TASK INSTRUCTIONS:
Note each line in the data holding the string "SignedCookieJar" and report it.
Top of EXCERPTED RECORDS
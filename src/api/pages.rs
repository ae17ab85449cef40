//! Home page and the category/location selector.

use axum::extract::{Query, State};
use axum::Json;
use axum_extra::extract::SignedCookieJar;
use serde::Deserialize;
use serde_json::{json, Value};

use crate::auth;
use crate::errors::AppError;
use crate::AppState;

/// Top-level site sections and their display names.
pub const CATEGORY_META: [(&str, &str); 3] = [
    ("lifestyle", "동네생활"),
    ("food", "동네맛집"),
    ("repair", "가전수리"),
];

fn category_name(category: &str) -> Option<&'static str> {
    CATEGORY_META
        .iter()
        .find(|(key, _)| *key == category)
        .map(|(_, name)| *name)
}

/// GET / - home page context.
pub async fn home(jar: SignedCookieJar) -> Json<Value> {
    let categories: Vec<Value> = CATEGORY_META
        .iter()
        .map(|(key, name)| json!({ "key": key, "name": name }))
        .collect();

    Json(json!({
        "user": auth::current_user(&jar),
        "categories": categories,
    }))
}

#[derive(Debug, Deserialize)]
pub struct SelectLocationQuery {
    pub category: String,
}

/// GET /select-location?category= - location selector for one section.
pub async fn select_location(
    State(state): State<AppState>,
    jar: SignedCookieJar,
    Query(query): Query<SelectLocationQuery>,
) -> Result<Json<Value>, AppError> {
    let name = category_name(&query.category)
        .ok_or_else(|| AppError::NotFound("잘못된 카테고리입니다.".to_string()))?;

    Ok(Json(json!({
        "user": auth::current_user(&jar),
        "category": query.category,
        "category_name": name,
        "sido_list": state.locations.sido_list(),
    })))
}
Bottom of EXCERPTED RECORDS
Top of EXCERPTED RECORDS
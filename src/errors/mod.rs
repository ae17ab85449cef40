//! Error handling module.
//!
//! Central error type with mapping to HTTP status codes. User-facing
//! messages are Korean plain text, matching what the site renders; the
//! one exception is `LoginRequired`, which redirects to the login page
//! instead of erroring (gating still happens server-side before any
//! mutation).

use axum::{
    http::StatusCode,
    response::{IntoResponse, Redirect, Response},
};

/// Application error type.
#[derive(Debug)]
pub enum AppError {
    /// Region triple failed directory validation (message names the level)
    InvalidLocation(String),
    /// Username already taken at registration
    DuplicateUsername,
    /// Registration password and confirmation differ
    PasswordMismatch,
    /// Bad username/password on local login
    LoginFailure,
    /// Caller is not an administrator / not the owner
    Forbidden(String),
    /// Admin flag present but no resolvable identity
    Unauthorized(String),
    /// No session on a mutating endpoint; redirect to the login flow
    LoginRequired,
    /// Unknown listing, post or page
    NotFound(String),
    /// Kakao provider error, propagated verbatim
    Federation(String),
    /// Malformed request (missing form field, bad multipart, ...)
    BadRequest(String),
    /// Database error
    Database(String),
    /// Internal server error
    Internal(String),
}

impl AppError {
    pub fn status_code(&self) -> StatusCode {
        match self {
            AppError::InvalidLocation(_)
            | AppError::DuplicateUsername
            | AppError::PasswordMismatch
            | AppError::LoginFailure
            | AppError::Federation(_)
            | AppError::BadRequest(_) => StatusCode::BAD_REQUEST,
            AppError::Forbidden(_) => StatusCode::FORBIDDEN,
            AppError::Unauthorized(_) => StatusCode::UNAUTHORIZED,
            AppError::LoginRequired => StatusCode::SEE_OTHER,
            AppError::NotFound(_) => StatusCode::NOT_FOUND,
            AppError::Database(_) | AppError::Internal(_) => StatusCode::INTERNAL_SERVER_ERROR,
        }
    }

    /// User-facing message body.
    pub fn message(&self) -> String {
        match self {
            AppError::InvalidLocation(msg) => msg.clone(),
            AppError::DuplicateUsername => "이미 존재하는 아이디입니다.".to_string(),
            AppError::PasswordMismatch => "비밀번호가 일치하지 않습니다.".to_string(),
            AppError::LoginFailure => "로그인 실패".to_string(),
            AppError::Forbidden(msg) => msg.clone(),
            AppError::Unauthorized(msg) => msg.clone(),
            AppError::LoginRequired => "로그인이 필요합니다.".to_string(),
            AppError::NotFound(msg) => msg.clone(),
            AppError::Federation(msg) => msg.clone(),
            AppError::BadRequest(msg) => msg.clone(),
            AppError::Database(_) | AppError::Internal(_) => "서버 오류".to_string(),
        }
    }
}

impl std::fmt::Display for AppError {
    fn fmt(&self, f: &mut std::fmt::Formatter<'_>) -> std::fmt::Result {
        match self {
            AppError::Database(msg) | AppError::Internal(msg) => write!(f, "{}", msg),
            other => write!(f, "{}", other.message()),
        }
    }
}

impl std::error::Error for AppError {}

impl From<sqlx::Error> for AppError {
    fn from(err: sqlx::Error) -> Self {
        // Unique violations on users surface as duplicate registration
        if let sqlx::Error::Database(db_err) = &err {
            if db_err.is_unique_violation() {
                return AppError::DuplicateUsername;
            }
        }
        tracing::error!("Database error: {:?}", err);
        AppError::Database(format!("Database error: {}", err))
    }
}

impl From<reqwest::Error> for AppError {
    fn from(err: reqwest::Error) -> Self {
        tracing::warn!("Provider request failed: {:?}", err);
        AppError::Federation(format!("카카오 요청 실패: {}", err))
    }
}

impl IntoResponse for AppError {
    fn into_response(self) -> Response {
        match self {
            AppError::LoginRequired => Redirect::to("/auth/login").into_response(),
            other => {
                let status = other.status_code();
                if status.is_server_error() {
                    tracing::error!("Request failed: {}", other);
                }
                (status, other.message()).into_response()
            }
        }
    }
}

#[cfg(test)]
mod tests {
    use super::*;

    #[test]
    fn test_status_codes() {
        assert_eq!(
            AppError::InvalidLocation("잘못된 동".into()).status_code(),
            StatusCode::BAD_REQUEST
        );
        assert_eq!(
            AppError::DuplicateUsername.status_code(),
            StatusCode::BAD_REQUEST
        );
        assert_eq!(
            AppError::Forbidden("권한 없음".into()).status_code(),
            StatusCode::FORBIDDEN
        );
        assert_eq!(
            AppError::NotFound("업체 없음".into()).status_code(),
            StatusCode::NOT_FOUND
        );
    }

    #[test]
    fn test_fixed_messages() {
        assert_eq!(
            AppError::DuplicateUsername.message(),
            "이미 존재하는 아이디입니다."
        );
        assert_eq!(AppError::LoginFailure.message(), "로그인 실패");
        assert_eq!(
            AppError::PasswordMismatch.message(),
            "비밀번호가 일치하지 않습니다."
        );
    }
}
Bottom of EXCERPTED RECORDS
ANSWER SECTION:
use axum_extra::extract::SignedCookieJar;
pub async fn home(jar: SignedCookieJar) -> Json<Value> {
    jar: SignedCookieJar,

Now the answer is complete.